Chinese supermarket chain

Beijing Jingkelong Supermarket Chain Company Limited or Jingkelong (JKL; 京客隆 (Jīngkèlóng), ) is a Chinese supermarket chain headquartered in Chaoyang District, Beijing.

As of 2015, it operates 280 retail outlets; including hypermarkets, supermarkets, convenience stores, and shopping centers; in Beijing and in Langfang, Hebei.
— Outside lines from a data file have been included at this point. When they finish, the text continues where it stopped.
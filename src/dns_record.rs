//! Resource records and their type/class-specific RDATA.
//!
//! The only RDATA codec is `(IN, A)`: four octets carrying an IPv4 address.
//! Every other `(class, type)` pair is rejected outright on both encode and
//! decode; a best-effort byte copy would misreport record semantics.

use std::net::Ipv4Addr;

use bytes::BufMut;

use crate::dns_name::Name;
use crate::dns_types::{RecordClass, RecordType};
use crate::error::{DecodeError, EncodeError};
use crate::wire::{read_slice, read_u16, read_u32, WireDecode, WireEncode};

/// Decoded RDATA payload.
#[derive(Debug, Clone, Copy, PartialEq, Eq)]
pub enum RecordData {
    A(Ipv4Addr),
}

impl RecordData {
    /// Parses a dotted-decimal IPv4 address into A-record data.
    pub fn a_from_str(address: &str) -> Result<Self, EncodeError> {
        address
            .parse::<Ipv4Addr>()
            .map(RecordData::A)
            .map_err(|_| EncodeError::MalformedAddress {
                address: address.to_owned(),
            })
    }
}

/// A resource record from the answer, authority or additional section.
///
/// `record_type` and `record_class` are stored alongside the decoded data so
/// that combinations without an RDATA codec stay representable; they fail at
/// encode time instead of being impossible to build.
#[derive(Debug, Clone, PartialEq, Eq)]
pub struct Record {
    pub name: Name,
    pub record_type: RecordType,
    pub record_class: RecordClass,
    pub ttl: u32,
    pub data: RecordData,
}

impl Record {
    /// Builds an `(IN, A)` record for `name` pointing at `address`.
    pub fn a(name: Name, ttl: u32, address: Ipv4Addr) -> Self {
        Record {
            name,
            record_type: RecordType::A,
            record_class: RecordClass::IN,
            ttl,
            data: RecordData::A(address),
        }
    }
}

impl WireEncode for Record {
    fn encode<B: BufMut>(&self, out: &mut B) -> Result<(), EncodeError> {
        self.name.encode(out)?;
        out.put_u16(self.record_type.to_u16());
        out.put_u16(self.record_class.to_u16());
        out.put_u32(self.ttl);
        match (self.record_class, self.record_type, self.data) {
            (RecordClass::IN, RecordType::A, RecordData::A(address)) => {
                out.put_u16(4);
                out.put_slice(&address.octets());
            }
            _ => {
                return Err(EncodeError::UnsupportedRecordType {
                    record_type: self.record_type,
                    record_class: self.record_class,
                })
            }
        }
        Ok(())
    }
}

impl WireDecode for Record {
    fn decode(buf: &[u8], offset: usize) -> Result<(Self, usize), DecodeError> {
        let (name, pos) = Name::decode(buf, offset)?;
        let record_type = RecordType::from_u16(read_u16(buf, pos)?);
        let record_class = RecordClass::from_u16(read_u16(buf, pos + 2)?);
        let ttl = read_u32(buf, pos + 4)?;
        let rdlength = usize::from(read_u16(buf, pos + 8)?);
        let data_offset = pos + 10;
        let rdata = read_slice(buf, data_offset, rdlength)?;

        let data = match (record_class, record_type) {
            (RecordClass::IN, RecordType::A) => {
                let octets: [u8; 4] =
                    rdata
                        .try_into()
                        .map_err(|_| DecodeError::InvalidRData {
                            offset: data_offset,
                            length: rdlength,
                        })?;
                RecordData::A(Ipv4Addr::from(octets))
            }
            _ => {
                return Err(DecodeError::UnsupportedRecordType {
                    offset: pos,
                    record_type,
                    record_class,
                })
            }
        };

        Ok((
            Record {
                name,
                record_type,
                record_class,
                ttl,
                data,
            },
            data_offset + rdlength,
        ))
    }
}
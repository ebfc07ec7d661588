//! Whole-message codec.
//!
//! Decode is count-driven: the header says how many entries each section
//! holds and exactly that many are read, in question / answer / authority /
//! additional order. Encode is the inverse, except the four header counts
//! are derived from the actual section lengths; whatever counts the caller
//! left on the header are ignored, so an encoded message can never disagree
//! with itself.

use bytes::{Bytes, BytesMut};

use crate::dns_header::Header;
use crate::dns_question::Question;
use crate::dns_record::Record;
use crate::error::{DecodeError, EncodeError};
use crate::wire::{WireDecode, WireEncode};

#[derive(Debug, Clone, PartialEq, Eq, Default)]
pub struct Message {
    pub header: Header,
    pub questions: Vec<Question>,
    pub answers: Vec<Record>,
    pub authorities: Vec<Record>,
    pub additionals: Vec<Record>,
}

fn section_count(section: &'static str, len: usize) -> Result<u16, EncodeError> {
    u16::try_from(len).map_err(|_| EncodeError::SectionOverflow {
        section,
        count: len,
    })
}

impl Message {
    /// Serializes the message, deriving the header counts from the sections.
    pub fn encode(&self) -> Result<Bytes, EncodeError> {
        let header = Header {
            question_count: section_count("question", self.questions.len())?,
            answer_count: section_count("answer", self.answers.len())?,
            authority_count: section_count("authority", self.authorities.len())?,
            additional_count: section_count("additional", self.additionals.len())?,
            ..self.header
        };

        let mut out = BytesMut::with_capacity(512);
        header.encode(&mut out)?;
        for question in &self.questions {
            question.encode(&mut out)?;
        }
        for record in self
            .answers
            .iter()
            .chain(&self.authorities)
            .chain(&self.additionals)
        {
            record.encode(&mut out)?;
        }
        Ok(out.freeze())
    }

    /// Parses one message from a datagram. Trailing bytes past the last
    /// counted section are ignored.
    pub fn decode(buf: &[u8]) -> Result<Message, DecodeError> {
        let (header, mut offset) = Header::decode(buf, 0)?;

        // Counts come from the untrusted header; let the vectors grow as
        // entries actually parse instead of preallocating for a claim.
        let mut questions = Vec::new();
        for _ in 0..header.question_count {
            let (question, next) = Question::decode(buf, offset)?;
            questions.push(question);
            offset = next;
        }

        let mut decode_section = |count: u16| -> Result<Vec<Record>, DecodeError> {
            let mut records = Vec::new();
            for _ in 0..count {
                let (record, next) = Record::decode(buf, offset)?;
                records.push(record);
                offset = next;
            }
            Ok(records)
        };

        let answers = decode_section(header.answer_count)?;
        let authorities = decode_section(header.authority_count)?;
        let additionals = decode_section(header.additional_count)?;

        Ok(Message {
            header,
            questions,
            answers,
            authorities,
            additionals,
        })
    }
}
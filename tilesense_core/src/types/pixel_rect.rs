//! Axis-aligned pixel rectangles in full-image coordinate space.
//!
//! A [`PixelRect`] describes a rectangular sub-area of a raster image. The
//! origin `(x, y)` is the upper-left corner; `y` increases downwards. Regions
//! and tiles are both expressed as `PixelRect`s, always in **full-image**
//! pixel coordinates so that a rectangle is meaningful on any worker.

use anyhow::{Result, ensure};
use serde::{Deserialize, Serialize};
use std::fmt;
use tilesense_derive::context;

/// A non-empty rectangle of pixels, origin at the upper-left corner.
#[derive(Clone, Copy, Debug, PartialEq, Eq, Hash, Serialize, Deserialize)]
pub struct PixelRect {
	/// X-coordinate of the upper-left corner.
	pub x: u32,
	/// Y-coordinate of the upper-left corner.
	pub y: u32,
	/// Width in pixels.
	pub width: u32,
	/// Height in pixels.
	pub height: u32,
}

impl PixelRect {
	/// Create a rectangle from origin and size.
	///
	/// # Errors
	/// Returns an error if `width` or `height` is zero, or if the far edge
	/// would overflow `u32`.
	#[context("Failed to create PixelRect at ({x}, {y}) with size ({width}, {height})")]
	pub fn new(x: u32, y: u32, width: u32, height: u32) -> Result<PixelRect> {
		ensure!(width > 0, "width must be > 0");
		ensure!(height > 0, "height must be > 0");
		ensure!(x.checked_add(width).is_some(), "x ({x}) + width ({width}) overflows");
		ensure!(y.checked_add(height).is_some(), "y ({y}) + height ({height}) overflows");
		Ok(PixelRect { x, y, width, height })
	}

	/// Create a rectangle covering a full image of the given dimensions.
	#[context("Failed to create full PixelRect for a {width}x{height} image")]
	pub fn new_full(width: u32, height: u32) -> Result<PixelRect> {
		Self::new(0, 0, width, height)
	}

	/// X-coordinate one past the right edge.
	#[must_use]
	#[inline]
	pub fn right(&self) -> u32 {
		self.x + self.width
	}

	/// Y-coordinate one past the bottom edge.
	#[must_use]
	#[inline]
	pub fn bottom(&self) -> u32 {
		self.y + self.height
	}

	/// Number of pixels covered by the rectangle.
	#[must_use]
	pub fn area(&self) -> u64 {
		u64::from(self.width) * u64::from(self.height)
	}

	/// Returns `true` if `other` lies entirely within `self`.
	#[must_use]
	pub fn contains(&self, other: &PixelRect) -> bool {
		other.x >= self.x && other.y >= self.y && other.right() <= self.right() && other.bottom() <= self.bottom()
	}

	/// Returns `true` if the given pixel lies within the rectangle.
	#[must_use]
	pub fn contains_pixel(&self, x: u32, y: u32) -> bool {
		x >= self.x && y >= self.y && x < self.right() && y < self.bottom()
	}

	/// Splits the rectangle into a grid of sub-rectangles of side at most `size`.
	///
	/// Cells are produced in row-major order. The last column/row may be
	/// smaller if the dimensions are not exact multiples of `size`.
	///
	/// # Panics
	/// Panics if `size` is zero.
	#[must_use]
	pub fn split_grid(&self, size: u32) -> Vec<PixelRect> {
		assert!(size != 0, "size must be greater than 0");

		let mut cells = Vec::new();
		let mut y = self.y;
		while y < self.bottom() {
			let height = size.min(self.bottom() - y);
			let mut x = self.x;
			while x < self.right() {
				let width = size.min(self.right() - x);
				cells.push(PixelRect { x, y, width, height });
				x += size;
			}
			y += size;
		}
		cells
	}
}

impl fmt::Display for PixelRect {
	fn fmt(&self, f: &mut fmt::Formatter<'_>) -> fmt::Result {
		write!(f, "{}x{}+{}+{}", self.width, self.height, self.x, self.y)
	}
}

// ----------------------------------------------------------------------------
// Tests
// ----------------------------------------------------------------------------

#[cfg(test)]
mod tests {
	use super::*;
	use rstest::rstest;

	#[test]
	fn new_validates_dimensions() {
		assert!(PixelRect::new(0, 0, 0, 5).is_err());
		assert!(PixelRect::new(0, 0, 5, 0).is_err());
		assert!(PixelRect::new(u32::MAX, 0, 2, 2).is_err());

		let rect = PixelRect::new(10, 20, 30, 40).unwrap();
		assert_eq!(rect.right(), 40);
		assert_eq!(rect.bottom(), 60);
		assert_eq!(rect.area(), 1200);
		assert_eq!(rect.to_string(), "30x40+10+20");
	}

	#[test]
	fn containment() {
		let outer = PixelRect::new(0, 0, 100, 100).unwrap();
		let inner = PixelRect::new(10, 10, 50, 50).unwrap();
		assert!(outer.contains(&inner));
		assert!(!inner.contains(&outer));
		assert!(outer.contains_pixel(0, 0));
		assert!(outer.contains_pixel(99, 99));
		assert!(!outer.contains_pixel(100, 0));
	}

	#[rstest]
	#[case::exact((0, 0, 16384, 16384), 8192, 4)]
	#[case::remainder((0, 0, 20000, 20000), 8192, 9)]
	#[case::single((0, 0, 1000, 800), 2048, 1)]
	#[case::row((0, 0, 10000, 100), 4096, 3)]
	fn split_grid_counts(#[case] args: (u32, u32, u32, u32), #[case] size: u32, #[case] expected: usize) {
		let (x, y, w, h) = args;
		let rect = PixelRect::new(x, y, w, h).unwrap();
		let cells = rect.split_grid(size);
		assert_eq!(cells.len(), expected);

		// Cells cover the rectangle exactly once
		let total: u64 = cells.iter().map(PixelRect::area).sum();
		assert_eq!(total, rect.area());
		for cell in &cells {
			assert!(rect.contains(cell));
			assert!(cell.width <= size && cell.height <= size);
		}
	}

	#[test]
	fn split_grid_row_major_and_clipping() {
		let rect = PixelRect::new_full(20000, 20000).unwrap();
		let cells = rect.split_grid(8192);
		assert_eq!(cells[0], PixelRect::new(0, 0, 8192, 8192).unwrap());
		assert_eq!(cells[1], PixelRect::new(8192, 0, 8192, 8192).unwrap());
		assert_eq!(cells[2], PixelRect::new(16384, 0, 3616, 8192).unwrap());
		assert_eq!(cells[8], PixelRect::new(16384, 16384, 3616, 3616).unwrap());
	}

	#[test]
	#[should_panic(expected = "size must be greater than 0")]
	fn split_grid_panics_on_zero_size() {
		let _ = PixelRect::new_full(10, 10).unwrap().split_grid(0);
	}
}
//! Contains types like pixel rectangles, tile grids, payload formats, and more.

mod blob;
pub use blob::*;

mod pixel_rect;
pub use pixel_rect::*;

mod tile_compression;
pub use tile_compression::*;

mod tile_format;
pub use tile_format::*;

mod tile_grid;
pub use tile_grid::*;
The chain operates retail centers in 16 districts and counties in Beijing and Langfang.

==History==

Beijing Guandongdian Shangsha (北京关东店商厦) was established in 1994, and the first chain store, Jingkelong Jingsong Supermarket (京客隆劲松商城), opened in 1995. In 2002, Beijing Jingkelong Supermarket Chain Company Limited (北京京客隆超市连锁有限公司) was established, renaming itself to Beijing Jingkelong Supermarket Chain Group Company Limited (北京京客隆超市连锁集团有限公司) the same year. In 2004, the company renamed itself to Beijing Jingkelong Company Limited (北京京客隆商业集团股份有限公司) after reorganizing its assets.

In 2006 it made its second IPO attempt. Its first day of trading on the HKSE was September 25, 2006, and its shares went up 22% that day.

After its listing, it acquired eight stores from the Fulande retail chain. In 2007 it paid 50 million yuan to purchase an 11% stake in Shoulian and became 27th largest retailer in China.